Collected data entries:
* * * * * * * * *

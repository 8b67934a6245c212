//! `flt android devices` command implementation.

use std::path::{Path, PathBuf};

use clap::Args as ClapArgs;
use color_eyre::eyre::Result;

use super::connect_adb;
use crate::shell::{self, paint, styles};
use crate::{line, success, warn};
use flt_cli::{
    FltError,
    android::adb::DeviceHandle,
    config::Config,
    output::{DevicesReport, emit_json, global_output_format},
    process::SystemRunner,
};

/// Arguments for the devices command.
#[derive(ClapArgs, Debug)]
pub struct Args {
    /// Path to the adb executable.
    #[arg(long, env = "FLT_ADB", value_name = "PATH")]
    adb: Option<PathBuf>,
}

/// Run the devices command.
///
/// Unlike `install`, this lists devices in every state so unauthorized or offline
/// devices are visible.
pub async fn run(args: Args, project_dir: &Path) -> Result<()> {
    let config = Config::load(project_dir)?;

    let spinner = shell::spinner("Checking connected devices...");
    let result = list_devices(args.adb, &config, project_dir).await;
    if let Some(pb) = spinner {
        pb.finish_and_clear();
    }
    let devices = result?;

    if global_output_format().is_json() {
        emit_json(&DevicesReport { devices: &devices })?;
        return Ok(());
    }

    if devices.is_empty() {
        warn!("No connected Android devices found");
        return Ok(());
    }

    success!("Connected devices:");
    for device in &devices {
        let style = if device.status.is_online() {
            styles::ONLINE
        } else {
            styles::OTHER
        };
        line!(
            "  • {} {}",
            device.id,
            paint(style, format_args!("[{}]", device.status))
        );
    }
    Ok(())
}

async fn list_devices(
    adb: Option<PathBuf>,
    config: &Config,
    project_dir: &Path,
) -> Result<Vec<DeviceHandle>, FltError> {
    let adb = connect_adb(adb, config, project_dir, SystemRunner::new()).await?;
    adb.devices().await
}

* * * * * * * * *

Task prompt:
Copy out the lines of the data where the word "await" can be found.

Answer below:
    let result = list_devices(args.adb, &config, project_dir).await;
    let adb = connect_adb(adb, config, project_dir, SystemRunner::new()).await?;
    adb.devices().await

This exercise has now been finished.